I like the concept behind Puzzle Wall. You’ve likely seen it before on one of those briefly popular game shows that were basically just about knocking people into water for half an hour. A wall with a cutout as if a cartoon character had just jumped through it slides towards a contestant, and he has to contort his body to fit through the cutout. If not, he gets knocked into the water.
Here it is on the Switch. Just that. On a game show, this is one contest in a series of events. Here, it’s just the wall. Not a mini-game in a bigger package, just the wall.
There are a couple interesting variations, granted, but not enough for me to recommend the game to all audiences.
Before I get to those, let’s talk basics. Puzzle Wall puts one player or two contestants at the end of a platform that sits before a pool of very Nickelodeon-ish green water. At the other end is the cutout wall that slides towards you. Your job is to use the Joy-Con controllers (one in each hand) to position your arms so they fit into the cutout as it slides by. Yes, it’s just the arms, as the game wouldn’t want to ask you to strap additional Joy-Cons to your head or feet.
Puzzle Wall would be ridiculously easy if this is all you had to do, so they mix it up by playing with the speed and, to greater difficulty, flipping your character so the wall is coming at your back.
This requires you to reverse your arm positions, which gets quite hard (and subsequently comical) when the walls are chugging along at a decent clip. They also send a memory wall at you—briefly showing you the cutout and then hiding it again as the wall slides forward.

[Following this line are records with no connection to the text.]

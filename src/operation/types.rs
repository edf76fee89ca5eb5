use serde::{Deserialize, Serialize};
use serde_json::Value;

use crate::model::{GRAVEYARD_ROOT_NAME, Node, Position, Range};

/// A single, versioned change of the document. `base_version` is the document
/// version the operation expects to be applied at.
#[derive(Debug, Clone, PartialEq, Serialize, Deserialize)]
pub struct Operation {
    #[serde(rename = "baseVersion")]
    pub base_version: u64,

    #[serde(flatten)]
    pub kind: OperationKind,
}

#[derive(Debug, Clone, PartialEq, Serialize, Deserialize)]
#[serde(tag = "__className")]
pub enum OperationKind {
    #[serde(rename = "InsertOperation")]
    Insert(InsertOperation),
    #[serde(rename = "MoveOperation")]
    Move(MoveSpan),
    /// A move into the graveyard.
    #[serde(rename = "RemoveOperation")]
    Remove(MoveSpan),
    /// A move out of the graveyard.
    #[serde(rename = "ReinsertOperation")]
    Reinsert(MoveSpan),
    #[serde(rename = "AttributeOperation")]
    Attribute(AttributeOperation),
    #[serde(rename = "RootAttributeOperation")]
    RootAttribute(RootAttributeOperation),
    #[serde(rename = "RenameOperation")]
    Rename(RenameOperation),
    #[serde(rename = "NoOperation")]
    NoOperation,
}

#[derive(Debug, Clone, PartialEq, Serialize, Deserialize)]
pub struct InsertOperation {
    pub position: Position,
    pub nodes: Vec<Node>,
}

/// Payload shared by moves, removes and reinserts. `target_position` is
/// expressed in the tree as it was before the move.
#[derive(Debug, Clone, PartialEq, Serialize, Deserialize)]
#[serde(rename_all = "camelCase")]
pub struct MoveSpan {
    pub source_position: Position,
    pub how_many: usize,
    pub target_position: Position,
}

/// Changes `key` on every node of a flat range. `None` stands for a missing
/// attribute.
#[derive(Debug, Clone, PartialEq, Serialize, Deserialize)]
#[serde(rename_all = "camelCase")]
pub struct AttributeOperation {
    pub range: Range,
    pub key: String,
    pub old_value: Option<Value>,
    pub new_value: Option<Value>,
}

#[derive(Debug, Clone, PartialEq, Serialize, Deserialize)]
#[serde(rename_all = "camelCase")]
pub struct RootAttributeOperation {
    pub root: String,
    pub key: String,
    pub old_value: Option<Value>,
    pub new_value: Option<Value>,
}

#[derive(Debug, Clone, PartialEq, Serialize, Deserialize)]
#[serde(rename_all = "camelCase")]
pub struct RenameOperation {
    /// Position right before the renamed element.
    pub position: Position,
    pub old_name: String,
    pub new_name: String,
}

impl InsertOperation {
    pub fn new(position: Position, nodes: Vec<Node>) -> Self { Self { position, nodes } }

    /// Number of offset slots the inserted nodes take up.
    pub fn offset_size(&self) -> usize { self.nodes.iter().map(Node::offset_size).sum() }
}

impl MoveSpan {
    pub fn new(source_position: Position, how_many: usize, target_position: Position) -> Self {
        Self {
            source_position,
            how_many,
            target_position,
        }
    }

    /// Span moving nodes to the start of the graveyard, where removed content
    /// goes.
    pub fn removal(source_position: Position, how_many: usize) -> Self {
        Self::new(
            source_position,
            how_many,
            Position::new(GRAVEYARD_ROOT_NAME, vec![0]),
        )
    }

    /// The moved nodes before the move.
    pub fn source_range(&self) -> Range {
        Range::new(
            self.source_position.clone(),
            self.source_position
                .with_offset(self.source_position.offset() + self.how_many),
        )
    }

    /// Where the moved nodes start after the move.
    pub fn moved_range_start(&self) -> Position {
        self.target_position
            .get_transformed_by_deletion(&self.source_position, self.how_many)
            .unwrap_or_else(|| self.target_position.clone())
    }

    /// Whether the target lies inside the moved nodes, either strictly between
    /// them or deeper inside one of them.
    pub fn targets_into_itself(&self) -> bool {
        let source = &self.source_position;
        let target = &self.target_position;
        if source.root() != target.root() || self.how_many == 0 {
            return false;
        }

        let depth = source.depth();
        if target.depth() < depth || target.path()[..depth - 1] != *source.parent_path() {
            return false;
        }

        let slot = target.path()[depth - 1];
        if target.depth() == depth {
            slot > source.offset() && slot < source.offset() + self.how_many
        } else {
            slot >= source.offset() && slot < source.offset() + self.how_many
        }
    }

    /// The reversed span: moves the nodes back from where they landed.
    pub(crate) fn reversed(&self) -> MoveSpan {
        let moved_start = self.moved_range_start();
        let back = self
            .source_position
            .get_transformed_by_insertion(&moved_start, self.how_many, false);

        MoveSpan::new(moved_start, self.how_many, back)
    }
}

impl Operation {
    pub fn new(base_version: u64, kind: OperationKind) -> Self { Self { base_version, kind } }

    pub fn no_operation(base_version: u64) -> Self { Self::new(base_version, OperationKind::NoOperation) }

    pub fn type_name(&self) -> &'static str {
        match self.kind {
            OperationKind::Insert(_) => "insert",
            OperationKind::Move(_) => "move",
            OperationKind::Remove(_) => "remove",
            OperationKind::Reinsert(_) => "reinsert",
            OperationKind::Attribute(_) => "attribute",
            OperationKind::RootAttribute(_) => "rootAttribute",
            OperationKind::Rename(_) => "rename",
            OperationKind::NoOperation => "noop",
        }
    }

    pub fn is_no_operation(&self) -> bool { matches!(self.kind, OperationKind::NoOperation) }

    /// The move payload of moves, removes and reinserts.
    pub fn move_span(&self) -> Option<&MoveSpan> {
        match &self.kind {
            OperationKind::Move(span) | OperationKind::Remove(span) | OperationKind::Reinsert(span) => {
                Some(span)
            }
            _ => None,
        }
    }

    /// Whether the operation touches content outside the graveyard.
    pub fn is_document_operation(&self) -> bool {
        let outside = |position: &Position| position.root() != GRAVEYARD_ROOT_NAME;

        match &self.kind {
            OperationKind::Insert(insert) => outside(&insert.position),
            OperationKind::Move(span) | OperationKind::Remove(span) | OperationKind::Reinsert(span) => {
                outside(&span.source_position) || outside(&span.target_position)
            }
            OperationKind::Attribute(attribute) => outside(attribute.range.start()),
            OperationKind::RootAttribute(root_attribute) => root_attribute.root != GRAVEYARD_ROOT_NAME,
            OperationKind::Rename(rename) => outside(&rename.position),
            OperationKind::NoOperation => false,
        }
    }

    /// Roots referenced by the operation.
    pub fn roots(&self) -> Vec<&str> {
        match &self.kind {
            OperationKind::Insert(insert) => vec![insert.position.root()],
            OperationKind::Move(span) | OperationKind::Remove(span) | OperationKind::Reinsert(span) => {
                vec![span.source_position.root(), span.target_position.root()]
            }
            OperationKind::Attribute(attribute) => vec![attribute.range.root()],
            OperationKind::RootAttribute(root_attribute) => vec![root_attribute.root.as_str()],
            OperationKind::Rename(rename) => vec![rename.position.root()],
            OperationKind::NoOperation => Vec::new(),
        }
    }

    /// The operation undoing this one, to be applied right after it.
    #[must_use]
    pub fn reversed(&self) -> Operation {
        let kind = match &self.kind {
            OperationKind::Insert(insert) => {
                OperationKind::Remove(MoveSpan::removal(insert.position.clone(), insert.offset_size()))
            }
            OperationKind::Move(span) => OperationKind::Move(span.reversed()),
            OperationKind::Remove(span) => OperationKind::Reinsert(span.reversed()),
            OperationKind::Reinsert(span) => OperationKind::Remove(span.reversed()),
            OperationKind::Attribute(attribute) => OperationKind::Attribute(AttributeOperation {
                range: attribute.range.clone(),
                key: attribute.key.clone(),
                old_value: attribute.new_value.clone(),
                new_value: attribute.old_value.clone(),
            }),
            OperationKind::RootAttribute(root_attribute) => {
                OperationKind::RootAttribute(RootAttributeOperation {
                    root: root_attribute.root.clone(),
                    key: root_attribute.key.clone(),
                    old_value: root_attribute.new_value.clone(),
                    new_value: root_attribute.old_value.clone(),
                })
            }
            OperationKind::Rename(rename) => OperationKind::Rename(RenameOperation {
                position: rename.position.clone(),
                old_name: rename.new_name.clone(),
                new_name: rename.old_name.clone(),
            }),
            OperationKind::NoOperation => OperationKind::NoOperation,
        };

        Operation::new(self.base_version + 1, kind)
    }
}

#[cfg(test)]
mod tests {
    use pretty_assertions::assert_eq;
    use test_case::test_case;

    use super::*;

    fn pos(path: &[usize]) -> Position { Position::new("main", path.to_vec()) }

    #[test_case(&[0, 2], 3, &[0, 1], false ; "target before the span")]
    #[test_case(&[0, 2], 3, &[0, 2], false ; "target at the span start")]
    #[test_case(&[0, 2], 3, &[0, 4], true ; "target between moved nodes")]
    #[test_case(&[0, 2], 3, &[0, 5], false ; "target right after the span")]
    #[test_case(&[1], 2, &[2, 0], true ; "target inside a moved element")]
    #[test_case(&[1], 2, &[3, 0], false ; "target inside a following element")]
    fn test_targets_into_itself(source: &[usize], how_many: usize, target: &[usize], expected: bool) {
        assert_eq!(MoveSpan::new(pos(source), how_many, pos(target)).targets_into_itself(), expected);
    }

    #[test]
    fn test_reversed_move_brings_nodes_back() {
        let span = MoveSpan::new(pos(&[0, 1]), 2, pos(&[0, 5]));

        let reversed = span.reversed();

        assert_eq!(reversed, MoveSpan::new(pos(&[0, 3]), 2, pos(&[0, 1])));
    }

    #[test]
    fn test_reversed_insert_is_remove() {
        let insert = Operation::new(
            3,
            OperationKind::Insert(InsertOperation::new(pos(&[0, 1]), vec![Node::from("abc")])),
        );

        let reversed = insert.reversed();

        assert_eq!(reversed.base_version, 4);
        assert_eq!(reversed.kind, OperationKind::Remove(MoveSpan::removal(pos(&[0, 1]), 3)));
        assert_eq!(reversed.reversed().type_name(), "reinsert");
    }

    #[test]
    fn test_graveyard_only_operation_is_not_a_document_operation() {
        let buried = Operation::new(
            0,
            OperationKind::Insert(InsertOperation::new(
                Position::new(GRAVEYARD_ROOT_NAME, vec![0]),
                vec![Node::from("x")],
            )),
        );

        assert!(!buried.is_document_operation());
        assert!(Operation::new(0, OperationKind::Remove(MoveSpan::removal(pos(&[0]), 1))).is_document_operation());
    }
}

It’s all pretty fun for a bit, but it’s not the kind of game you can build a party around. The developers must have known this because they threw in a rather unique twist. Four players can play at once, each controlling an appendage (one on each arm and leg). The game mixes up who will be controlling what, and it’s up to you to figure out which one you have and get it positioned in time.
Again, it’s pretty fun and can lead to quite a few laughs, but not for an extended period.
I also want to factor in a few items that are sorely missing. First, a gentler learning curve. The difficulty ramps up quickly (by switching between standard walls, reversed positioning and memory walls, and also by decreasing the gap size), killing off any momentum for players. Until you become very good at it you’re shoved out of the way too quickly. That would be fine for a mini-game, but when it’s the whole point of the game it just makes your party guests give up too early.
Second, there are too few characters from which to pick when starting the game, all of which are generic anthropomorphic animals. A game like Puzzle Wall just begs to use your Mii character, or at least have human-looking contestants that you can customize a bit. With the basic animals provided, it feels like it’s aimed solely at little kids.
And, finally, it could use more multiplayer options. Your only options are the clever four-player/one-body mode and split-screen head-to-head.
Two-player co-op would be a fun addition, as would the ability to let players connect multiple Switches for more than two-player competitive.
Review: Puzzle Wall (Nintendo Switch)
Fair
As it stands, although it’s fairly priced, Puzzle Wall simply needs more content. It’s a fun way to kill some time at a children’s party, but it won’t be long before they’re done with it and on to better games.